Material supplied:
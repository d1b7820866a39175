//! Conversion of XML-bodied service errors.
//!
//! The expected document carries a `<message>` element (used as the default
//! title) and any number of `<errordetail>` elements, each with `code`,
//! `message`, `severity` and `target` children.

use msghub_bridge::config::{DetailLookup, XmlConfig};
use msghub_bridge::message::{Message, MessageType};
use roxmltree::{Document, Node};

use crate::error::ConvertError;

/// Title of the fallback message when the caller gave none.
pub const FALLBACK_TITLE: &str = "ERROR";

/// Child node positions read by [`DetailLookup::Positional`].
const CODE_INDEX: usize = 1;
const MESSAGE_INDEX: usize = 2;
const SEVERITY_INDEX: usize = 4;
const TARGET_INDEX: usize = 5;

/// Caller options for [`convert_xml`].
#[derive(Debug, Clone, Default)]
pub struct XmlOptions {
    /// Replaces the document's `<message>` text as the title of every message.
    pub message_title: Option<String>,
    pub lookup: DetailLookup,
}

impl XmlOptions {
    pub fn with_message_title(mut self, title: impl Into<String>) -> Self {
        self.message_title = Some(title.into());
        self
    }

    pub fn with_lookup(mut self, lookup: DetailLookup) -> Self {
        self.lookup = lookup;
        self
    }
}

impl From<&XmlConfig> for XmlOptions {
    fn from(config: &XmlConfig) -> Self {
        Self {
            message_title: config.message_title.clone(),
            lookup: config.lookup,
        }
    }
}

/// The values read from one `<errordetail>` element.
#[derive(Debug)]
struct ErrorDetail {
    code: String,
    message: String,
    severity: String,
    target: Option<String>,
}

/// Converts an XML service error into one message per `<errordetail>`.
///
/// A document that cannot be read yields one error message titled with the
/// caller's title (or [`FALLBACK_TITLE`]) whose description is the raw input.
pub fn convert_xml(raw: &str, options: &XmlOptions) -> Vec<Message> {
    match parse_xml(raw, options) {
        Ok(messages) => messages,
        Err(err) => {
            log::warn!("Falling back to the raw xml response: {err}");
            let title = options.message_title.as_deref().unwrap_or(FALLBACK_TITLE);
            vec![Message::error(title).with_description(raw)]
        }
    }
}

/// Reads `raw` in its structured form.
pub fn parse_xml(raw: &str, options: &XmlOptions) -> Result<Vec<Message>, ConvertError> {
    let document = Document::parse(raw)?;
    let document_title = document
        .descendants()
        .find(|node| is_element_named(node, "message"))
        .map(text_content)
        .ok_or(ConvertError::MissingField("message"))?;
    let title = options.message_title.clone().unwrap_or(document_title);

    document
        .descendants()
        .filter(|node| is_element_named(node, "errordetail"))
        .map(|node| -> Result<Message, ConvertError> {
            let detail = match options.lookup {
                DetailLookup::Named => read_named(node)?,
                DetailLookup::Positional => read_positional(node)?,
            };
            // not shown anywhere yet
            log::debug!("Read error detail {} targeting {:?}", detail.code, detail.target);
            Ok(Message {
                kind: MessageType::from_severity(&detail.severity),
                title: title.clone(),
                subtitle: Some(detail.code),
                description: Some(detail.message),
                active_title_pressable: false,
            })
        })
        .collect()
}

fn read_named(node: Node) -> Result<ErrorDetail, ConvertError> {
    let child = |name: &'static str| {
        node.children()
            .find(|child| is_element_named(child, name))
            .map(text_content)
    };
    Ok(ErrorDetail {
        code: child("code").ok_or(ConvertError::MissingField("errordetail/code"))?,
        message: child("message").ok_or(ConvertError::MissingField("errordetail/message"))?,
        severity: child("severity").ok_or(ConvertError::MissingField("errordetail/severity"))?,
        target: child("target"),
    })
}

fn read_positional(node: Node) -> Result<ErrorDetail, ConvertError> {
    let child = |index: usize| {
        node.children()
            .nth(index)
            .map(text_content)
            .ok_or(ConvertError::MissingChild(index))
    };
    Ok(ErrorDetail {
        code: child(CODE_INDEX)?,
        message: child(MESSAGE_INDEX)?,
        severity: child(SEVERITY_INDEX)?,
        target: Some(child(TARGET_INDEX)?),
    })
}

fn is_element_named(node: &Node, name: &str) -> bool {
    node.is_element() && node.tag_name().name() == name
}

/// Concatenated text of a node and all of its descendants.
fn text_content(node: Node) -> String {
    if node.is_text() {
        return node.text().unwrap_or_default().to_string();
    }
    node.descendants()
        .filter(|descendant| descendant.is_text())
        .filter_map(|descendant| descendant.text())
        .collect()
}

Task brief: Give back exactly the lines from the one containing "of its descendants." through the end of the material above, and nothing else.

Answer space:
/// Concatenated text of a node and all of its descendants.
fn text_content(node: Node) -> String {
    if node.is_text() {
        return node.text().unwrap_or_default().to_string();
    }
    node.descendants()
        .filter(|descendant| descendant.is_text())
        .filter_map(|descendant| descendant.text())
        .collect()
}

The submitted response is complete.